Peringati Hari Kartini, Berharap Feminisme Tak Lagi jadi Perdebatan

Jika anda butuh jasa pembuatan blog silahkan hubungi www.oblo.co.id

Peringati Hari Kartini, Berharap Feminisme Tak Lagi jadi Perdebatan


JawaPos.com – Dalam rangka memperingati hari Kartini, Tunas Indonesia Raya (TIDAR) sayap organisasi partai Gerindra mengadakan event RADAR (Ragam Aktualisasi Tidar), menggelar diskusi virtual yang bertujuan untuk mengingatkan kembali mengenai feminisme Kartini.
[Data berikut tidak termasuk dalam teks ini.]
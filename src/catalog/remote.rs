//! Minimal client for the QuizMaster HTTP API.
//!
//! Routes (relative to the configured base URL, e.g. `http://127.0.0.1:5000/api`):
//!   GET  /quizzes              -> {"quizzes": [...]}      (answer keys stripped)
//!   GET  /quizzes/{id}         -> quiz                    (answer keys stripped)
//!   POST /quizzes/{id}/submit  -> {"result": {...}}       (bearer)
//!   GET  /results/{id}         -> {"result", "quiz", "user_answers"} (bearer, keys included)
//!   GET  /results              -> {"results": [...]}      (bearer, most recent first)
//!   GET  /dashboard            -> {"user", "stats", "recent_results"} (bearer)
//!   GET  /leaderboard          -> {"leaderboard": [...]}
//!
//! NOTE: We never log the bearer credential.

use std::fmt;

use async_trait::async_trait;
use chrono::{NaiveDateTime, Utc};
use reqwest::header::{AUTHORIZATION, CONTENT_TYPE, USER_AGENT};
use serde::{de::DeserializeOwned, Deserialize, Serialize};
use tracing::{error, info, instrument, warn};

use super::QuizCatalog;
use crate::config::RemoteSettings;
use crate::domain::{
  Difficulty, Question, QuestionReview, Quiz, QuizOrigin, QuizResult, QuizSummary, Scorecard, ScoringAuthority,
  Submission,
};
use crate::error::CatalogError;
use crate::scorer;
use crate::stats::{Dashboard, LeaderboardEntry, PlayerStats};
use crate::util::trunc_for_log;

const UA: &str = "quizmaster-backend/0.1";

#[derive(Clone)]
pub struct RemoteCatalog {
  pub client: reqwest::Client,
  pub base_url: String,
}

impl RemoteCatalog {
  pub fn new(settings: &RemoteSettings) -> Result<Self, CatalogError> {
    let client = reqwest::Client::builder().timeout(settings.timeout).build()?;
    Ok(Self { client, base_url: settings.base_url.clone() })
  }

  fn url(&self, path: &str) -> String {
    format!("{}{}", self.base_url, path)
  }

  #[instrument(level = "debug", skip(self, credential), fields(%path))]
  async fn get_json<T: DeserializeOwned>(&self, path: &str, credential: Option<&str>) -> Result<T, CatalogError> {
    let mut req = self.client.get(self.url(path)).header(USER_AGENT, UA);
    if let Some(token) = credential {
      req = req.header(AUTHORIZATION, format!("Bearer {}", token));
    }
    let res = req.send().await?;
    decode(res).await
  }

  #[instrument(level = "debug", skip(self, body, credential), fields(%path))]
  async fn post_json<B: Serialize + Sync, T: DeserializeOwned>(
    &self,
    path: &str,
    body: &B,
    credential: &str,
  ) -> Result<T, CatalogError> {
    let res = self
      .client
      .post(self.url(path))
      .header(USER_AGENT, UA)
      .header(CONTENT_TYPE, "application/json")
      .header(AUTHORIZATION, format!("Bearer {}", credential))
      .json(body)
      .send()
      .await?;
    decode(res).await
  }
}

/// Authenticated routes never go out without a credential.
fn bearer(credential: Option<&str>) -> Result<&str, CatalogError> {
  credential.ok_or_else(|| CatalogError::Unauthorized("missing bearer credential".into()))
}

/// Map non-success statuses to catalog errors and decode the body otherwise.
async fn decode<T: DeserializeOwned>(res: reqwest::Response) -> Result<T, CatalogError> {
  let status = res.status();
  if !status.is_success() {
    let body = res.text().await.unwrap_or_default();
    let message = extract_api_message(&body).unwrap_or_else(|| trunc_for_log(&body, 200));
    error!(target: "catalog", status = status.as_u16(), %message, "QuizMaster API request failed");
    return Err(match status.as_u16() {
      404 => CatalogError::NotFound(message),
      401 | 403 => CatalogError::Unauthorized(message),
      code => CatalogError::Remote { status: code, message },
    });
  }
  let bytes = res.bytes().await?;
  serde_json::from_slice(&bytes).map_err(|e| CatalogError::Decode(e.to_string()))
}

/// Error bodies look like `{"message": "..."}`.
fn extract_api_message(body: &str) -> Option<String> {
  #[derive(Deserialize)]
  struct ApiMessage {
    message: String,
  }
  serde_json::from_str::<ApiMessage>(body).ok().map(|m| m.message)
}

#[async_trait]
impl QuizCatalog for RemoteCatalog {
  fn name(&self) -> &'static str {
    "remote"
  }

  #[instrument(level = "info", skip(self))]
  async fn list_quizzes(&self) -> Result<Vec<QuizSummary>, CatalogError> {
    let list: QuizListDto = self.get_json("/quizzes", None).await?;
    info!(target: "catalog", count = list.quizzes.len(), "Fetched remote quiz list");
    Ok(list.quizzes.into_iter().map(|q| q.into_quiz().summary()).collect())
  }

  #[instrument(level = "info", skip(self), fields(%id))]
  async fn fetch_quiz(&self, id: &str) -> Result<Quiz, CatalogError> {
    let dto: QuizDto = self.get_json(&format!("/quizzes/{id}"), None).await?;
    Ok(dto.into_quiz())
  }

  #[instrument(level = "info", skip(self, submission, credential), fields(quiz_id = %submission.quiz_id, answers = submission.answers.len()))]
  async fn submit_result(
    &self,
    submission: &Submission,
    credential: Option<&str>,
  ) -> Result<QuizResult, CatalogError> {
    let token = bearer(credential)?;
    let body = SubmitDto { answers: &submission.answers, time_taken: submission.time_taken_secs };
    let res: SubmitResponseDto = self
      .post_json(&format!("/quizzes/{}/submit", submission.quiz_id), &body, token)
      .await?;
    let mut result = res.result.into_result(Vec::new());
    info!(target: "catalog", result_id = %result.id, score = result.scorecard.score, "Remote scored submission");

    // The submit response carries no answer key; the stored result does.
    match self.fetch_result(&result.id, Some(token)).await {
      Ok(stored) => result.scorecard.review = stored.scorecard.review,
      Err(e) => {
        warn!(target: "catalog", result_id = %result.id, error = %e, "Could not load review for remote result");
      }
    }
    Ok(result)
  }

  #[instrument(level = "info", skip(self, credential), fields(%id))]
  async fn fetch_result(&self, id: &str, credential: Option<&str>) -> Result<QuizResult, CatalogError> {
    let token = bearer(credential)?;
    let dto: ResultDetailDto = self.get_json(&format!("/results/{id}"), Some(token)).await?;
    let quiz = dto.quiz.into_quiz();
    // Score and percentage stay the server's; only the breakdown is computed here.
    let review = scorer::score(&quiz.questions, &dto.user_answers).review;
    Ok(dto.result.into_result(review))
  }

  #[instrument(level = "info", skip(self, credential))]
  async fn list_results(&self, _player: &str, credential: Option<&str>) -> Result<Vec<QuizResult>, CatalogError> {
    let dto: ResultListDto = self.get_json("/results", Some(bearer(credential)?)).await?;
    Ok(dto.results.into_iter().map(|r| r.into_result(Vec::new())).collect())
  }

  #[instrument(level = "info", skip(self, credential))]
  async fn dashboard(&self, player: &str, credential: Option<&str>) -> Result<Dashboard, CatalogError> {
    let dto: DashboardDto = self.get_json("/dashboard", Some(bearer(credential)?)).await?;
    Ok(Dashboard {
      player: dto.user.and_then(|u| u.name).unwrap_or_else(|| player.to_string()),
      stats: dto.stats,
      recent_results: dto.recent_results.into_iter().map(|r| r.into_result(Vec::new())).collect(),
    })
  }

  #[instrument(level = "info", skip(self))]
  async fn leaderboard(&self) -> Result<Vec<LeaderboardEntry>, CatalogError> {
    let dto: LeaderboardDto = self.get_json("/leaderboard", None).await?;
    Ok(dto.leaderboard)
  }
}

//
// Wire DTOs (QuizMaster API)
//

/// Ids arrive as integers from the API; accept strings too.
#[derive(Deserialize)]
#[serde(untagged)]
enum WireId {
  Int(i64),
  Text(String),
}

impl fmt::Display for WireId {
  fn fmt(&self, f: &mut fmt::Formatter<'_>) -> fmt::Result {
    match self {
      WireId::Int(n) => write!(f, "{n}"),
      WireId::Text(s) => f.write_str(s),
    }
  }
}

#[derive(Deserialize)]
struct QuizListDto {
  #[serde(default)]
  quizzes: Vec<QuizDto>,
}

#[derive(Deserialize)]
struct QuizDto {
  id: WireId,
  title: String,
  #[serde(default)] description: Option<String>,
  #[serde(default)] difficulty: Option<String>,
  #[serde(default)] category: Option<String>,
  #[serde(default)] questions: Vec<QuestionDto>,
  #[serde(default)] time_limit: Option<u32>,
}

#[derive(Deserialize)]
struct QuestionDto {
  #[serde(default)] id: Option<WireId>,
  question: String,
  options: Vec<String>,
  #[serde(default, rename = "correctAnswer")] correct_answer: Option<usize>,
}

impl QuizDto {
  fn into_quiz(self) -> Quiz {
    Quiz {
      id: self.id.to_string(),
      title: self.title,
      description: self.description.unwrap_or_default(),
      difficulty: parse_difficulty(self.difficulty.as_deref()),
      category: self.category.unwrap_or_default(),
      questions: self
        .questions
        .into_iter()
        .enumerate()
        .map(|(i, q)| Question {
          id: q.id.map(|id| id.to_string()).unwrap_or_else(|| (i + 1).to_string()),
          prompt: q.question,
          options: q.options,
          correct_index: q.correct_answer,
        })
        .collect(),
      time_limit: self.time_limit.filter(|s| *s > 0),
      origin: QuizOrigin::Remote,
    }
  }
}

/// Lenient: the API stores free text and defaults to "medium".
fn parse_difficulty(s: Option<&str>) -> Difficulty {
  match s.map(|s| s.trim().to_ascii_lowercase()).as_deref() {
    Some("easy") => Difficulty::Easy,
    Some("hard") => Difficulty::Hard,
    _ => Difficulty::Medium,
  }
}

#[derive(Serialize)]
struct SubmitDto<'a> {
  answers: &'a [Option<usize>],
  time_taken: u64,
}

#[derive(Deserialize)]
struct SubmitResponseDto {
  result: ResultDto,
}

#[derive(Deserialize)]
struct ResultDto {
  id: WireId,
  quiz_id: WireId,
  #[serde(default)] quiz_title: Option<String>,
  score: usize,
  total_questions: usize,
  percentage: f64,
  #[serde(default)] time_taken: Option<u64>,
  #[serde(default)] attempted_at: Option<NaiveDateTime>,
}

impl ResultDto {
  fn into_result(self, review: Vec<QuestionReview>) -> QuizResult {
    QuizResult {
      id: self.id.to_string(),
      quiz_id: self.quiz_id.to_string(),
      quiz_title: self.quiz_title.unwrap_or_default(),
      scorecard: Scorecard {
        score: self.score,
        total_questions: self.total_questions,
        percentage: self.percentage,
        review,
      },
      time_taken_secs: self.time_taken.unwrap_or_default(),
      scored_by: ScoringAuthority::Remote,
      attempted_at: self.attempted_at.map(|t| t.and_utc()).unwrap_or_else(Utc::now),
    }
  }
}

#[derive(Deserialize)]
struct ResultDetailDto {
  result: ResultDto,
  quiz: QuizDto,
  #[serde(default)]
  user_answers: Vec<Option<usize>>,
}

#[derive(Deserialize)]
struct ResultListDto {
  #[serde(default)]
  results: Vec<ResultDto>,
}

#[derive(Deserialize)]
struct UserDto {
  #[serde(default)]
  name: Option<String>,
}

#[derive(Deserialize)]
struct DashboardDto {
  #[serde(default)]
  user: Option<UserDto>,
  #[serde(default)]
  stats: PlayerStats,
  #[serde(default)]
  recent_results: Vec<ResultDto>,
}

#[derive(Deserialize)]
struct LeaderboardDto {
  #[serde(default)]
  leaderboard: Vec<LeaderboardEntry>,
}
Sosok Kartini tergambar sebagai wanita tangguh yang tak kenal takut mengutarakan ketidakadilan. Namun, saat ini ada pihak yang keliru mengartikan feminisme. Padahal, feminisme adalah gerakan emansipasi wanita yang berkembang sejak abad ke-18, saat dimulai tuntutan persamaan hak politik, ekonomi, budaya dan ruang publik. Feminisme bukan ideologi yang menebar kebencian pada kaum pria.
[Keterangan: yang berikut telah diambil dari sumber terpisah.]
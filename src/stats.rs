//! Aggregates over stored results: per-player stats, dashboard and leaderboard.

use serde::{Deserialize, Serialize};

use crate::catalog::local::ResultHistory;
use crate::domain::QuizResult;

pub const LEADERBOARD_SIZE: usize = 20;
pub const RECENT_RESULTS: usize = 10;

#[derive(Clone, Debug, Default, Serialize, Deserialize, PartialEq)]
#[serde(default)]
pub struct PlayerStats {
  pub total_quizzes: usize,
  /// Mean percentage, two decimals.
  pub average_score: f64,
  pub best_score: f64,
  pub total_points: usize,
}

#[derive(Clone, Debug, Serialize, Deserialize, PartialEq)]
pub struct LeaderboardEntry {
  pub name: String,
  #[serde(flatten)]
  pub stats: PlayerStats,
}

#[derive(Clone, Debug, Serialize)]
pub struct Dashboard {
  pub player: String,
  pub stats: PlayerStats,
  pub recent_results: Vec<QuizResult>,
}

pub fn player_stats(results: &[QuizResult]) -> PlayerStats {
  if results.is_empty() {
    return PlayerStats::default();
  }
  let sum: f64 = results.iter().map(|r| r.scorecard.percentage).sum();
  let best = results.iter().map(|r| r.scorecard.percentage).fold(0.0_f64, f64::max);
  PlayerStats {
    total_quizzes: results.len(),
    average_score: round2(sum / results.len() as f64),
    best_score: best,
    total_points: results.iter().map(|r| r.scorecard.score).sum(),
  }
}

/// Players with at least one result, best average first. Ties go by name.
pub fn leaderboard(history: &ResultHistory, limit: usize) -> Vec<LeaderboardEntry> {
  let mut entries: Vec<LeaderboardEntry> = history
    .iter()
    .filter(|(_, results)| !results.is_empty())
    .map(|(name, results)| LeaderboardEntry { name: name.clone(), stats: player_stats(results) })
    .collect();
  entries.sort_by(|a, b| {
    b.stats
      .average_score
      .total_cmp(&a.stats.average_score)
      .then_with(|| a.name.cmp(&b.name))
  });
  entries.truncate(limit);
  entries
}

/// `results` must already be ordered most recent first.
pub fn dashboard(player: &str, results: Vec<QuizResult>) -> Dashboard {
  let stats = player_stats(&results);
  let recent_results = results.into_iter().take(RECENT_RESULTS).collect();
  Dashboard { player: player.to_string(), stats, recent_results }
}

fn round2(v: f64) -> f64 {
  (v * 100.0).round() / 100.0
}

#[cfg(test)]
mod tests {
  use super::*;
  use crate::domain::fixtures::quiz_with_keys;
  use crate::scorer;

  fn result(correct: &[usize], answers: &[Option<usize>]) -> QuizResult {
    let quiz = quiz_with_keys("s", correct, None);
    QuizResult::scored_locally(&quiz, scorer::score(&quiz.questions, answers), 10)
  }

  #[test]
  fn stats_for_no_results_are_zero() {
    assert_eq!(player_stats(&[]), PlayerStats::default());
  }

  #[test]
  fn stats_average_best_and_points() {
    let results = vec![
      result(&[0, 0, 0], &[Some(0), None, None]),       // 33.33
      result(&[0, 0], &[Some(0), Some(0)]),             // 100
      result(&[1, 1, 1, 1], &[Some(1), Some(1), None, None]), // 50
    ];
    let s = player_stats(&results);
    assert_eq!(s.total_quizzes, 3);
    assert_eq!(s.average_score, 61.11);
    assert_eq!(s.best_score, 100.0);
    assert_eq!(s.total_points, 5);
  }

  #[test]
  fn leaderboard_orders_by_average_then_name_and_truncates() {
    let mut history = ResultHistory::new();
    history.insert("cy".into(), vec![result(&[0], &[Some(0)])]);
    history.insert("al".into(), vec![result(&[0], &[Some(0)])]);
    history.insert("bo".into(), vec![result(&[0], &[None])]);
    history.insert("idle".into(), vec![]);

    let board = leaderboard(&history, LEADERBOARD_SIZE);
    let names: Vec<&str> = board.iter().map(|e| e.name.as_str()).collect();
    assert_eq!(names, vec!["al", "cy", "bo"]);
    assert_eq!(leaderboard(&history, 1).len(), 1);
  }

  #[test]
  fn dashboard_keeps_ten_most_recent() {
    let results: Vec<QuizResult> = (0..12).map(|_| result(&[0], &[Some(0)])).collect();
    let d = dashboard("ada", results);
    assert_eq!(d.recent_results.len(), RECENT_RESULTS);
    assert_eq!(d.stats.total_quizzes, 12);
  }
}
“Yang pertama kalau kita bicara tentang Kartini kita sebenarnya merayakan feminis sejati Indonesia ya, banyak yang saya rasa mulai keliru tentang pemahaman kata feminisme,” kata Ketua Bidang Pengembangan Peranan Perempuan TIDAR Rahayu Saraswati, dalam keterangannya, Sabtu (24/4).
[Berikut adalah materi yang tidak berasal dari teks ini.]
//! Local scoring. A pure function of the questions and the recorded answers.

use crate::domain::{Question, QuestionReview, Scorecard};

/// Score `answers` against the answer key of `questions`.
///
/// Slot `i` is correct only when it holds the key of question `i`. Unanswered
/// slots, missing slots and questions without a key all count as incorrect.
/// Extra slots beyond the question list are ignored.
pub fn score(questions: &[Question], answers: &[Option<usize>]) -> Scorecard {
  let review: Vec<QuestionReview> = questions
    .iter()
    .enumerate()
    .map(|(i, q)| {
      let selected = answers.get(i).copied().flatten();
      let is_correct = matches!((selected, q.correct_index), (Some(s), Some(c)) if s == c);
      QuestionReview {
        question_id: q.id.clone(),
        selected,
        correct_index: q.correct_index,
        is_correct,
      }
    })
    .collect();

  let total_questions = questions.len();
  let score = review.iter().filter(|r| r.is_correct).count();
  let percentage = if total_questions == 0 {
    0.0
  } else {
    score as f64 / total_questions as f64 * 100.0
  };

  Scorecard { score, total_questions, percentage, review }
}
Menurut Sara panggilan akrab Rahayu Saraswati, kekeliruan arti dari feminisme sendiri semakin kuat dari pembahasan RUU tentang penghapusan kekerasan seksual (PKS). Dari sini muncul perdebatan mengenai feminisme.

“Sayangnya sampai sekarang ini masih menjadi perdebatan karena kembali lagi ada mulai perbedaan persepsi yang mungkin bisa kita katakan lupa tentang perjuangan Kartini, kalau misalkan mengerti perjuangan Kartini menyatakan dia adalah pahlawan nasional kita,” kata dia.

Untuk itu, dia berharap feminisme tidak lagi menjadi perdebatan. Karena feminisme pada ujungnya, pada hakekatnya adalah pemikiran atau kesepakatan bahwa perempuan memiliki hak yang sama dengan laki-laki.

“Hak untuk mendapatkan pendidikan, hak untuk bisa bekerja, hak untuk melakukan hal-hal yang mungkin berbeda dan bertolak belakang dari budayanya,” ungkapnya.

Dalam kesempatan ini dia mengatakan, ada sejumlah tantangan besar dalam mencapai tujuan ini. Antara lain soal ada keterwakilan perempuan di sejumlah lini seperti pemerintahan dan sebuah organisasi. Sebab, arti feminisme sendiri saja masih menjadi perdebatan. Padahal feminisme sendiri itu adalah kesamaan tidak ada pembedaan antara perempuan dan laki-laki.

“Kalau sistemnya itu tidak memberikan ruang adanya keterwakilan perempuan tersebut itu di swasta maupun juga di pemerintahan sudah pasti dengan sendirinya akan mempersulit adanya perempuan untuk naik kelas,” tuturnya.

Selain itu, sempitnya ruang perempuan dalam mendapatkan pendidikan juga menjadi salah satu tantangan soal kesamaan hak. Untuk itu dia berharap ke depan hal ini tidak terjadi lagi.

Apalagi pemerintah tengah mendorong upaya peningkatan keterwakilan perempuan. Hal itu mengingat faktanya, sejak pemilihan umum (Pemilu) 2004 lalu, jumlah keterwakilan perempuan di parlemen terutama DPR RI masih belum mencapai 30 persen.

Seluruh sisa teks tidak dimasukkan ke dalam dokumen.